** Data records follows **

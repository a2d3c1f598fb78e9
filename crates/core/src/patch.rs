//! Helpers for partial-update DTOs.
//!
//! Non-nullable columns use `Option<T>` fields with [`not_null`]: an absent
//! key leaves the column unchanged and an explicit `null` is rejected.
//! Nullable columns use `Option<Option<T>>` with [`nullable`], so that an
//! absent key keeps the current value while an explicit `null` clears it.

use serde::de::Error as _;
use serde::{Deserialize, Deserializer};

/// `deserialize_with` target for a non-nullable field in an update DTO. Pair
/// with `#[serde(default)]` so that a missing key stays `None`.
pub fn not_null<'de, T, D>(deserializer: D) -> Result<Option<T>, D::Error>
where
    T: Deserialize<'de>,
    D: Deserializer<'de>,
{
    match Option::<T>::deserialize(deserializer)? {
        Some(value) => Ok(Some(value)),
        None => Err(D::Error::custom("must not be null")),
    }
}

/// `deserialize_with` target for a nullable field in an update DTO. Pair
/// with `#[serde(default)]` so that a missing key stays `None`.
pub fn nullable<'de, T, D>(deserializer: D) -> Result<Option<Option<T>>, D::Error>
where
    T: Deserialize<'de>,
    D: Deserializer<'de>,
{
    Option::<T>::deserialize(deserializer).map(Some)
}

/// Split a nullable patch field into the `(provided, value)` pair bound by
/// `CASE WHEN $n THEN $m ELSE column END` update statements.
pub fn split<T>(field: &Option<Option<T>>) -> (bool, Option<&T>) {
    (field.is_some(), field.as_ref().and_then(Option::as_ref))
}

** End of Data records **

> _Task brief_:
Exact copies of all entries are what's needed here.

> _Answer to the problem_:
repository a2d3c1f598fb78e9
filename crates/core/src/patch.rs
//! Helpers for partial-update DTOs.
//!
//! Non-nullable columns use `Option<T>` fields with [`not_null`]: an absent
//! key leaves the column unchanged and an explicit `null` is rejected.
//! Nullable columns use `Option<Option<T>>` with [`nullable`], so that an
//! absent key keeps the current value while an explicit `null` clears it.

use serde::de::Error as _;
use serde::{Deserialize, Deserializer};

/// `deserialize_with` target for a non-nullable field in an update DTO. Pair
/// with `#[serde(default)]` so that a missing key stays `None`.
pub fn not_null<'de, T, D>(deserializer: D) -> Result<Option<T>, D::Error>
where
    T: Deserialize<'de>,
    D: Deserializer<'de>,
{
    match Option::<T>::deserialize(deserializer)? {
        Some(value) => Ok(Some(value)),
        None => Err(D::Error::custom("must not be null")),
    }
}

/// `deserialize_with` target for a nullable field in an update DTO. Pair
/// with `#[serde(default)]` so that a missing key stays `None`.
pub fn nullable<'de, T, D>(deserializer: D) -> Result<Option<Option<T>>, D::Error>
where
    T: Deserialize<'de>,
    D: Deserializer<'de>,
{
    Option::<T>::deserialize(deserializer).map(Some)
}

/// Split a nullable patch field into the `(provided, value)` pair bound by
/// `CASE WHEN $n THEN $m ELSE column END` update statements.
pub fn split<T>(field: &Option<Option<T>>) -> (bool, Option<&T>) {
    (field.is_some(), field.as_ref().and_then(Option::as_ref))
}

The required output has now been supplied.